#### What you have to do:
Count every line below that contains "backed", then give that count and nothing else.

Stored items:
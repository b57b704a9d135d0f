//! Storage abstraction for tree nodes.

use safe_bump::Idx;

use crate::node::Node;

/// Storage backend for a [`TreeStore`](crate::TreeStore).
///
/// [`NodeArena`](crate::NodeArena) is the default, backed by
/// [`Arena`](safe_bump::Arena).
/// Child lists live next to the arena because nodes are immutable once
/// allocated while a parent keeps gaining children during construction.
pub trait NodeStore<R> {
    /// Allocates a node with an empty child list, returning its index.
    fn alloc_node(&mut self, node: Node<R>) -> Idx<Node<R>>;

    /// Returns a reference to the node at `idx`.
    fn get_node(&self, idx: Idx<Node<R>>) -> &Node<R>;

    /// Appends `child` to the child list of `parent`.
    fn push_child(&mut self, parent: Idx<Node<R>>, child: Idx<Node<R>>);

    /// Returns the children of `idx` in the order they were linked.
    fn children(&self, idx: Idx<Node<R>>) -> &[Idx<Node<R>>];

    /// Returns the number of allocated nodes.
    fn len(&self) -> usize;

    /// Returns `true` if no node has been allocated.
    fn is_empty(&self) -> bool {
        self.len() == 0
    }
}
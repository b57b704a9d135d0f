//! Arena-backed storage (single-threaded).

use safe_bump::{Arena, Idx};

use crate::node::Node;
use crate::store::NodeStore;

/// Single-threaded storage backend using an [`Arena`].
pub struct NodeArena<R> {
    nodes: Arena<Node<R>>,
    children: Vec<Vec<Idx<Node<R>>>>,
}

impl<R> NodeArena<R> {
    /// Creates an empty store.
    #[must_use]
    pub const fn new() -> Self {
        Self {
            nodes: Arena::new(),
            children: Vec::new(),
        }
    }
}

impl<R> Default for NodeArena<R> {
    fn default() -> Self {
        Self::new()
    }
}

impl<R> NodeStore<R> for NodeArena<R> {
    fn alloc_node(&mut self, node: Node<R>) -> Idx<Node<R>> {
        self.children.push(Vec::new());
        self.nodes.alloc(node)
    }

    fn get_node(&self, idx: Idx<Node<R>>) -> &Node<R> {
        self.nodes.get(idx)
    }

    fn push_child(&mut self, parent: Idx<Node<R>>, child: Idx<Node<R>>) {
        self.children[parent.into_raw()].push(child);
    }

    fn children(&self, idx: Idx<Node<R>>) -> &[Idx<Node<R>>] {
        &self.children[idx.into_raw()]
    }

    fn len(&self) -> usize {
        self.nodes.len()
    }
}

#### Result:
2